3. Re: 2 variable function optimization

My recommendation would be to take partial derivatives with respect to $x$ and $y$:

$f_x = \dfrac{x}{\sqrt{x^2+y^2}} + \dfrac{x-a}{\sqrt{(a-x)^2+(b-y)^2}} + \dfrac{x-c}{\sqrt{(c-x)^2+y^2}}$

$f_y = \dfrac{y}{\sqrt{x^2+y^2}} + \dfrac{y-b}{\sqrt{(a-x)^2 + (b-y)^2}} + \dfrac{y}{\sqrt{(c-x)^2+y^2}}$

Set each equal to zero and solve. This will give you the minimums along each axis. This does not guarantee that these will equate to a local minima for the function in general. I do not remember what criteria there was for determining if minimizing the partial derivatives would suffice for minimizing the whole function. It has been years since I studied multivariate analysis, so I only dimly recall that this method does not always produce actual minima.

4. Re: 2 variable function optimization

What "simple methods" did you try? The usual is to set the partial derivatives equal to 0.
The derivative of f with respect to x is $\displaystyle x(x^2+ y^2)^{-1/2}- (a- x)((a- x)^2+ (b- y)^2)^{-1/2}- (c- x)((c- x)^2+y^2)^{-1/2}= 0$
and the derivative with respect to y is $\displaystyle b(x^2+ y^2)^{-1/2}- (a- y)((a- x)^2+ (b- y)^2)^{-1/2}+ y((c- x)^2+y^2)^{-1/2}= 0$

5. Re: 2 variable function optimization

Actually, we might be able to do a little better. The first term is minimized at $(0,0)$. The second term is minimized at $(a,b)$. The third term is minimized at $(c,0)$. My guess would be the whole function is minimized at the center of the triangle created by the three points. My guess is that you can prove this is a minimum using the triangle inequality a bunch of times?

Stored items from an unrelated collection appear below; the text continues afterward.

//! Round bookkeeping.
//!
//! Everything here works on a `PlayerStats` borrowed from the running game
//! and, where needed, an injected RNG.  Scenes call these; nothing in here
//! draws or reads input.

use rand::Rng;
use tracing::{debug, info};

use crate::duck::{Duck, DuckHatchery};
use crate::entities::{
    DuckColour, GameType, PlayerStats, RoundOutcome, DUCKS_PER_ROUND, SHOTS_PER_SPAWN,
};

// ── Difficulty tables ────────────────────────────────────────────────────────

/// Points for shooting a duck of `colour` in `round`.
pub fn score_for_duck(round: u32, colour: DuckColour) -> u32 {
    let multiplier = if round <= 5 {
        1.0
    } else if round <= 10 {
        1.6
    } else {
        2.0
    };
    let base: f64 = match colour {
        DuckColour::Brown => 500.0,
        DuckColour::Blue => 1000.0,
        DuckColour::Red => 1500.0,
    };
    (base * multiplier) as u32
}

/// Hits required to clear `round`.
pub fn ducks_needed_for_round(round: u32) -> usize {
    match round {
        0..=10 => 6,
        11..=12 => 7,
        13..=14 => 8,
        15..=19 => 9,
        _ => 10,
    }
}

/// 1 in 11 red, 4 in 11 blue, the rest brown.
pub fn random_duck_colour(rng: &mut impl Rng) -> DuckColour {
    match rng.gen_range(0..=10) {
        0 => DuckColour::Red,
        1..=4 => DuckColour::Blue,
        _ => DuckColour::Brown,
    }
}

// ── Constructors ─────────────────────────────────────────────────────────────

pub fn single_duck_game() -> PlayerStats {
    PlayerStats {
        ducks_hit: [false; DUCKS_PER_ROUND],
        ducks_current: Vec::new(),
        ducks_needed: ducks_needed_for_round(1),
        duck_next: 0,
        ducks_simultaneous: GameType::Single.ducks_simultaneous(),
        round: 1,
        score: 0,
        shots_left: SHOTS_PER_SPAWN,
    }
}

pub fn double_duck_game() -> PlayerStats {
    PlayerStats {
        ducks_simultaneous: GameType::Double.ducks_simultaneous(),
        ..single_duck_game()
    }
}

pub fn new_game(game_type: GameType) -> PlayerStats {
    match game_type {
        GameType::Single => single_duck_game(),
        GameType::Double => double_duck_game(),
    }
}

// ── Spawning and shooting ────────────────────────────────────────────────────

/// Releases one group of `ducks_simultaneous` ducks, each with the next free
/// index.  Stops early if the round has no indices left.
pub fn spawn_duck(
    hatchery: &DuckHatchery,
    ducks: &mut Vec<Duck>,
    stats: &mut PlayerStats,
    rng: &mut impl Rng,
) {
    for _ in 0..stats.ducks_simultaneous {
        if stats.duck_next >= DUCKS_PER_ROUND {
            break;
        }
        let colour = random_duck_colour(rng);
        let score = score_for_duck(stats.round, colour);
        ducks.push(hatchery.new_duck(colour, score, stats.round, stats.duck_next, rng));
        stats.ducks_current.push(stats.duck_next);
        stats.duck_next += 1;
    }
}

/// Spawns only when the sky is empty and the round still has ducks to send.
/// Returns whether anything was spawned.
pub fn try_spawn_duck(
    hatchery: &DuckHatchery,
    ducks: &mut Vec<Duck>,
    stats: &mut PlayerStats,
    rng: &mut impl Rng,
) -> bool {
    if ducks.is_empty() && stats.duck_next < DUCKS_PER_ROUND {
        spawn_duck(hatchery, ducks, stats, rng);
        return true;
    }
    false
}

/// Shoots `duck` and books the hit.  A duck that is already down scores
/// nothing and changes nothing.
pub fn kill_duck(duck: &mut Duck, stats: &mut PlayerStats) -> Option<u32> {
    let points = duck.kill()?;
    stats.score += points;
    stats.ducks_current.retain(|&i| i != duck.index);
    if let Some(slot) = stats.ducks_hit.get_mut(duck.index) {
        *slot = true;
    }
    Some(points)
}

pub fn living_ducks(ducks: &[Duck]) -> usize {
    ducks.iter().filter(|d| d.alive).count()
}

pub fn ducks_hit_count(stats: &PlayerStats) -> usize {
    stats.ducks_hit.iter().filter(|&&hit| hit).count()
}

// ── Round transitions ────────────────────────────────────────────────────────

/// Judges the round once every duck has been sent and none is left on
/// screen; `None` while the round is still running.
pub fn round_outcome(stats: &PlayerStats, ducks_empty: bool) -> Option<RoundOutcome> {
    if !ducks_empty || stats.duck_next < DUCKS_PER_ROUND {
        return None;
    }
    if ducks_hit_count(stats) >= stats.ducks_needed {
        Some(RoundOutcome::Advance)
    } else {
        Some(RoundOutcome::GameOver)
    }
}

pub fn start_new_round(stats: &mut PlayerStats) {
    stats.round += 1;
    stats.duck_next = 0;
    stats.ducks_needed = ducks_needed_for_round(stats.round);
    stats.ducks_hit = [false; DUCKS_PER_ROUND];
    info!(round = stats.round, needed = stats.ducks_needed, "starting round");
}

/// One pass of the end-of-round hit panel animation: every hit marker with
/// a gap to its left moves one slot left.  Returns whether anything moved.
pub fn coalesce_hits_step(ducks_hit: &mut [bool; DUCKS_PER_ROUND]) -> bool {
    let mut moved = false;
    for i in 1..DUCKS_PER_ROUND {
        if !ducks_hit[i - 1] && ducks_hit[i] {
            ducks_hit[i] = false;
            ducks_hit[i - 1] = true;
            moved = true;
        }
    }
    if moved {
        debug!(?ducks_hit, "coalescing hit markers");
    }
    moved
}
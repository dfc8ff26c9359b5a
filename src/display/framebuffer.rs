use crate::textures::Rgb;

/// Text printed over the pixels, positioned in terminal cells.
#[derive(Clone, Debug, PartialEq)]
pub struct Caption {
    pub col: u16,
    pub row: u16,
    pub text: String,
    pub ink: Rgb,
}

/// Screen-resolution pixels: one column per terminal column, two rows per
/// terminal row.
#[derive(Clone, Debug)]
pub struct FrameBuffer {
    width: i32,
    height: i32,
    pixels: Vec<Rgb>,
    captions: Vec<Caption>,
}

impl FrameBuffer {
    pub fn new(width: i32, height: i32) -> Self {
        let width = width.max(1);
        let height = height.max(2);
        Self {
            width,
            height,
            pixels: vec![Rgb::BLACK; (width * height) as usize],
            captions: Vec::new(),
        }
    }

    /// Sized for a terminal of `cols`×`rows` cells.
    pub fn for_terminal(cols: u16, rows: u16) -> Self {
        Self::new(cols as i32, rows as i32 * 2)
    }

    pub fn width(&self) -> i32 {
        self.width
    }

    pub fn height(&self) -> i32 {
        self.height
    }

    pub fn clear(&mut self, colour: Rgb) {
        self.pixels.fill(colour);
        self.captions.clear();
    }

    pub fn put(&mut self, x: i32, y: i32, colour: Rgb) {
        if x < 0 || y < 0 || x >= self.width || y >= self.height {
            return;
        }
        self.pixels[(y * self.width + x) as usize] = colour;
    }

    pub fn pixel(&self, x: i32, y: i32) -> Option<Rgb> {
        if x < 0 || y < 0 || x >= self.width || y >= self.height {
            return None;
        }
        Some(self.pixels[(y * self.width + x) as usize])
    }

    /// Queues text at a cell; text starting off screen is dropped.
    pub fn add_caption(&mut self, col: i32, row: i32, text: impl Into<String>, ink: Rgb) {
        if col < 0 || row < 0 || col >= self.width || row >= self.height / 2 {
            return;
        }
        self.captions.push(Caption {
            col: col as u16,
            row: row as u16,
            text: text.into(),
            ink,
        });
    }

    pub fn captions(&self) -> &[Caption] {
        &self.captions
    }
}
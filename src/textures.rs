//! Pixel textures and the bundle of every image the game draws.
//!
//! Textures are plain RGB pixel grids (`None` = transparent) with an optional
//! caption, which the terminal presenter prints as real text on top of the
//! pixels.  The bundle is generated procedurally by [`crate::sprites`].

use std::rc::Rc;

use crate::entities::{DuckColour, Rect};
use crate::error::{GameError, Result};
use crate::sprites;

#[derive(Clone, Copy, Debug, PartialEq, Eq)]
pub struct Rgb(pub u8, pub u8, pub u8);

impl Rgb {
    pub const BLACK: Rgb = Rgb(0, 0, 0);
    pub const WHITE: Rgb = Rgb(255, 255, 255);
}

#[derive(Clone, Debug, PartialEq)]
pub struct Texture {
    width: i32,
    height: i32,
    pixels: Vec<Option<Rgb>>,
    caption: Option<String>,
    ink: Rgb,
}

impl Texture {
    pub fn filled(width: i32, height: i32, colour: Option<Rgb>) -> Self {
        let len = (width.max(0) * height.max(0)) as usize;
        Self {
            width: width.max(0),
            height: height.max(0),
            pixels: vec![colour; len],
            caption: None,
            ink: Rgb::WHITE,
        }
    }

    /// Builds a texture from ASCII art.  Every character maps through
    /// `palette`; unmapped characters (conventionally `.`) are transparent.
    /// Short rows are padded, and each art pixel becomes an
    /// `upscale`×`upscale` block.
    pub fn from_art(rows: &[&str], palette: &[(char, Rgb)], upscale: i32) -> Self {
        let upscale = upscale.max(1);
        let art_w = rows.iter().map(|r| r.chars().count()).max().unwrap_or(0) as i32;
        let art_h = rows.len() as i32;
        let mut texture = Texture::filled(art_w * upscale, art_h * upscale, None);
        for (ay, row) in rows.iter().enumerate() {
            for (ax, ch) in row.chars().enumerate() {
                let colour = palette.iter().find(|(c, _)| *c == ch).map(|&(_, rgb)| rgb);
                if colour.is_some() {
                    texture.fill_rect(
                        Rect::new(ax as i32 * upscale, ay as i32 * upscale, upscale, upscale),
                        colour,
                    );
                }
            }
        }
        texture
    }

    /// Lays equally sized frames side by side into one sprite strip.
    pub fn strip(frames: &[Texture]) -> Self {
        let frame_w = frames.iter().map(Texture::width).max().unwrap_or(0);
        let frame_h = frames.iter().map(Texture::height).max().unwrap_or(0);
        let mut texture = Texture::filled(frame_w * frames.len() as i32, frame_h, None);
        for (i, frame) in frames.iter().enumerate() {
            texture.overlay(frame, i as i32 * frame_w, 0);
        }
        texture
    }

    pub fn with_caption(mut self, caption: impl Into<String>, ink: Rgb) -> Self {
        self.caption = Some(caption.into());
        self.ink = ink;
        self
    }

    /// Sets the text colour used by `Drawer::render_character`.
    pub fn with_ink(mut self, ink: Rgb) -> Self {
        self.ink = ink;
        self
    }

    pub fn width(&self) -> i32 {
        self.width
    }

    pub fn height(&self) -> i32 {
        self.height
    }

    pub fn caption(&self) -> Option<&str> {
        self.caption.as_deref()
    }

    pub fn ink(&self) -> Rgb {
        self.ink
    }

    pub fn pixel(&self, x: i32, y: i32) -> Option<Rgb> {
        if x < 0 || y < 0 || x >= self.width || y >= self.height {
            return None;
        }
        self.pixels[(y * self.width + x) as usize]
    }

    pub fn set_pixel(&mut self, x: i32, y: i32, colour: Option<Rgb>) {
        if x < 0 || y < 0 || x >= self.width || y >= self.height {
            return;
        }
        self.pixels[(y * self.width + x) as usize] = colour;
    }

    pub fn fill_rect(&mut self, rect: Rect, colour: Option<Rgb>) {
        for y in rect.y..rect.y + rect.h {
            for x in rect.x..rect.x + rect.w {
                self.set_pixel(x, y, colour);
            }
        }
    }

    /// Copies the opaque pixels of `other` onto this texture at (x, y).
    pub fn overlay(&mut self, other: &Texture, x: i32, y: i32) {
        for oy in 0..other.height {
            for ox in 0..other.width {
                if let Some(colour) = other.pixel(ox, oy) {
                    self.set_pixel(x + ox, y + oy, Some(colour));
                }
            }
        }
    }

    pub fn flipped(&self) -> Texture {
        let mut texture = Texture::filled(self.width, self.height, None);
        for y in 0..self.height {
            for x in 0..self.width {
                texture.set_pixel(self.width - 1 - x, y, self.pixel(x, y));
            }
        }
        texture.caption = self.caption.clone();
        texture.ink = self.ink;
        texture
    }
}

/// Cuts a horizontal strip into `frame_count` equally wide frames spanning
/// the full image width.
pub fn sprite_strip_rects(texture: &Texture, frame_count: usize) -> Vec<Rect> {
    if frame_count == 0 {
        return Vec::new();
    }
    let w = texture.width() / frame_count as i32;
    (0..frame_count)
        .map(|i| Rect::new(w * i as i32, 0, w, texture.height()))
        .collect()
}

// ── Bundle ────────────────────────────────────────────────────────────────────

/// Which palette the bundle is painted with.
#[derive(Clone, Copy, Debug, PartialEq, Eq)]
pub enum TextureStyle {
    Remake,
    Classic,
}

/// Per-pose sprite strips for one duck colour.
#[derive(Clone, Debug)]
pub struct DuckTextures {
    pub horizontal: Rc<Texture>,
    pub diagonal: Rc<Texture>,
    pub vertical: Rc<Texture>,
    pub dead: Rc<Texture>,
    pub falling: Rc<Texture>,
}

#[derive(Clone, Debug)]
pub struct Textures {
    pub background: Rc<Texture>,
    pub background_fail: Rc<Texture>,
    pub foreground: Rc<Texture>,
    pub main_menu_background: Rc<Texture>,
    pub menu_title: Rc<Texture>,
    pub menu_single: Rc<Texture>,
    pub menu_double: Rc<Texture>,
    pub menu_top_score: Rc<Texture>,

    pub dog_sniffing: Rc<Texture>,
    pub dog_jumping: Rc<Texture>,
    pub dog_success: Rc<Texture>,
    pub dog_failure: Rc<Texture>,

    pub duck_blue: DuckTextures,
    pub duck_brown: DuckTextures,
    pub duck_red: DuckTextures,
    /// One floating score sprite per score tier, lowest first.
    pub duck_scores: Vec<Rc<Texture>>,

    pub ui_bullet: Rc<Texture>,
    pub ui_duck_lit: Rc<Texture>,
    pub ui_duck_white: Rc<Texture>,
    pub ui_ducks_needed_bar: Rc<Texture>,
    pub ui_hit: Rc<Texture>,
    pub ui_message_fly_away: Rc<Texture>,
    pub ui_message_game_over: Rc<Texture>,
    pub ui_message_round: Rc<Texture>,
    pub ui_numbers_green: Rc<Texture>,
    pub ui_numbers_white: Rc<Texture>,
    pub ui_round: Rc<Texture>,
    pub ui_score: Rc<Texture>,
    pub ui_shot: Rc<Texture>,
}

impl Textures {
    pub fn generate(style: TextureStyle) -> Self {
        let palette = sprites::ScenePalette::for_style(style);
        Self {
            background: Rc::new(sprites::background(&palette)),
            background_fail: Rc::new(sprites::background_fail(&palette)),
            foreground: Rc::new(sprites::foreground(&palette)),
            main_menu_background: Rc::new(sprites::main_menu_background()),
            menu_title: Rc::new(sprites::menu_title()),
            menu_single: Rc::new(sprites::menu_button("GAME A  1 DUCK")),
            menu_double: Rc::new(sprites::menu_button("GAME B  2 DUCKS")),
            menu_top_score: Rc::new(sprites::caption_box(80, 8, "TOP SCORE =", sprites::GREEN_INK)),

            dog_sniffing: Rc::new(sprites::dog_sniffing()),
            dog_jumping: Rc::new(sprites::dog_jumping()),
            dog_success: Rc::new(sprites::dog_success()),
            dog_failure: Rc::new(sprites::dog_failure()),

            duck_blue: sprites::duck_textures(DuckColour::Blue),
            duck_brown: sprites::duck_textures(DuckColour::Brown),
            duck_red: sprites::duck_textures(DuckColour::Red),
            duck_scores: sprites::duck_scores().into_iter().map(Rc::new).collect(),

            ui_bullet: Rc::new(sprites::ui_bullet()),
            ui_duck_lit: Rc::new(sprites::ui_duck_lit()),
            ui_duck_white: Rc::new(sprites::ui_duck_white()),
            ui_ducks_needed_bar: Rc::new(Texture::filled(7, 2, Some(Rgb(60, 100, 240)))),
            ui_hit: Rc::new(sprites::caption_box(30, 10, "HIT", sprites::GREEN_INK)),
            ui_message_fly_away: Rc::new(sprites::caption_box(64, 16, "FLY AWAY", Rgb::WHITE)),
            ui_message_game_over: Rc::new(sprites::caption_box(72, 24, "GAME OVER", Rgb::WHITE)),
            ui_message_round: Rc::new(sprites::caption_box(48, 16, "ROUND", Rgb::WHITE)),
            ui_numbers_green: Rc::new(Texture::filled(80, 8, None).with_ink(sprites::GREEN_INK)),
            ui_numbers_white: Rc::new(Texture::filled(80, 8, None).with_ink(Rgb::WHITE)),
            ui_round: Rc::new(sprites::caption_box(14, 8, "R=", sprites::GREEN_INK)),
            ui_score: Rc::new(sprites::caption_box(30, 8, "SCORE", Rgb::WHITE)),
            ui_shot: Rc::new(sprites::caption_box(26, 8, "SHOT", Rgb::WHITE)),
        }
    }

    pub fn duck(&self, colour: DuckColour) -> &DuckTextures {
        match colour {
            DuckColour::Blue => &self.duck_blue,
            DuckColour::Brown => &self.duck_brown,
            DuckColour::Red => &self.duck_red,
        }
    }

    /// Rejects bundles containing an empty image.
    pub fn validate(&self) -> Result<()> {
        let named: [(&'static str, &Texture); 10] = [
            ("background", &*self.background),
            ("background_fail", &*self.background_fail),
            ("foreground", &*self.foreground),
            ("main_menu_background", &*self.main_menu_background),
            ("dog_sniffing", &*self.dog_sniffing),
            ("dog_jumping", &*self.dog_jumping),
            ("dog_success", &*self.dog_success),
            ("dog_failure", &*self.dog_failure),
            ("ui_numbers_green", &*self.ui_numbers_green),
            ("ui_numbers_white", &*self.ui_numbers_white),
        ];
        for (name, texture) in named {
            if texture.width() == 0 || texture.height() == 0 {
                return Err(GameError::InvalidTexture {
                    name,
                    reason: format!("{}x{} image", texture.width(), texture.height()),
                });
            }
        }
        if self.duck_scores.is_empty() {
            return Err(GameError::InvalidTexture {
                name: "duck_scores",
                reason: "no score sprites".to_string(),
            });
        }
        Ok(())
    }
}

So, I would venture the guess that the minimum occurs at: $\left(\dfrac{a+c}{3},\dfrac{b}{3}\right)$

6. Re: 2 variable function optimization

I've tried the partial differentiation method but i found these equations too hard to solve, I wonder if theres any method which would give us the local minimum(s) of this function.

7. Re: 2 variable function optimization

SlipEternal's second response, written more than two hours before your last post, suggests a method.

8. Re: 2 variable function optimization

I'm looking for a more generalized method, which does not require presumtions, instead straight leads us to a solution.

9. Re: 2 variable function optimization

Originally Posted by erekette
I'm looking for a more generalized method, which does not require presumtions, instead straight leads us to a solution.
Lol, I gave you a general method that does not require presumptions. You just don't want to do any work to prove it. Like I said, I bet it is easily proven with a few applications of the Triangle Inequality that the point I found is the location of the absolute minimum. That is as general a method as there is. I just used a little geometric intuition.

10. Re: 2 variable function optimization

"My guess would be "
You presumed the result then you proving that it's correct, but i asked a solution which does not involve any presumptions.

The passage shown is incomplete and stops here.